*Work order:* Copy, from the material below, each line that contains the word "node".
[Start of section]
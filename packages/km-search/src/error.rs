pub type Result<T, E = Error> = std::result::Result<T, E>;

#[derive(Debug, thiserror::Error)]
pub enum Error {
	#[error("Invalid request: {message}")]
	InvalidRequest { message: String },
	#[error("Invalid query: {message}")]
	InvalidQuery { message: String, position: Option<usize> },
	#[error("Search was cancelled.")]
	Cancelled,
	#[error("Node '{node}' is not configured.")]
	NodeNotFound { node: String },
	#[error("Node '{node}' is read-only.")]
	ReadOnly { node: String },
	#[error("Unavailable: {message}")]
	Unavailable { message: String },
	#[error(transparent)]
	Storage(#[from] km_storage::Error),
}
[End of section]
*Answer section:*
	#[error("Node '{node}' is not configured.")]
	NodeNotFound { node: String },
	#[error("Node '{node}' is read-only.")]
	ReadOnly { node: String },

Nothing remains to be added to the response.